▶ **Source information**:
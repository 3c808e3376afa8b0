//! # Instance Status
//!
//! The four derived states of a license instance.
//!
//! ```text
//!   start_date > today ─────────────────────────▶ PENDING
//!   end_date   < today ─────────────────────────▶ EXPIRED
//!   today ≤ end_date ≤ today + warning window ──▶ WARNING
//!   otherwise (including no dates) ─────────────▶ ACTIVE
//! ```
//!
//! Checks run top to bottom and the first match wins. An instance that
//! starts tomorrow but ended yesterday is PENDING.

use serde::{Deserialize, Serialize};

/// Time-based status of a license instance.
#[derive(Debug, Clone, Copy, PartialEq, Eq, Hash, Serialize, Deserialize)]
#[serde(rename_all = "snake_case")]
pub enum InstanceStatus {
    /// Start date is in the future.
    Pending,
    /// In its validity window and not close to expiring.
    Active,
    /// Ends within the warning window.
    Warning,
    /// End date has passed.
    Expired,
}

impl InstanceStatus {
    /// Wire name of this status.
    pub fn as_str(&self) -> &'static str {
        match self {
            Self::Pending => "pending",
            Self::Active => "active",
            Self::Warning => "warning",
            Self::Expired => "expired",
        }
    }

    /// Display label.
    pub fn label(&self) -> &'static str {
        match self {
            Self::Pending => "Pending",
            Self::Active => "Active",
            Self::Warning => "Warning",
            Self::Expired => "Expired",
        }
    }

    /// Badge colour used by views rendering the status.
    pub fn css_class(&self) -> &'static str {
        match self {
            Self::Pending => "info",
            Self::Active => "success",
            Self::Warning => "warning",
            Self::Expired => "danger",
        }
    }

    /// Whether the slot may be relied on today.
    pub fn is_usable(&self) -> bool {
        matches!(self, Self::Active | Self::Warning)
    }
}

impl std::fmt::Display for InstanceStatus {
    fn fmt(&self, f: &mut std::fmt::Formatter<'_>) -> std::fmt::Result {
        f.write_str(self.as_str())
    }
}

▶ **Task brief**: Identify and extract each line of the listing that contains "InstanceStatus".

▶ **Problem solution**:
pub enum InstanceStatus {
impl InstanceStatus {
impl std::fmt::Display for InstanceStatus {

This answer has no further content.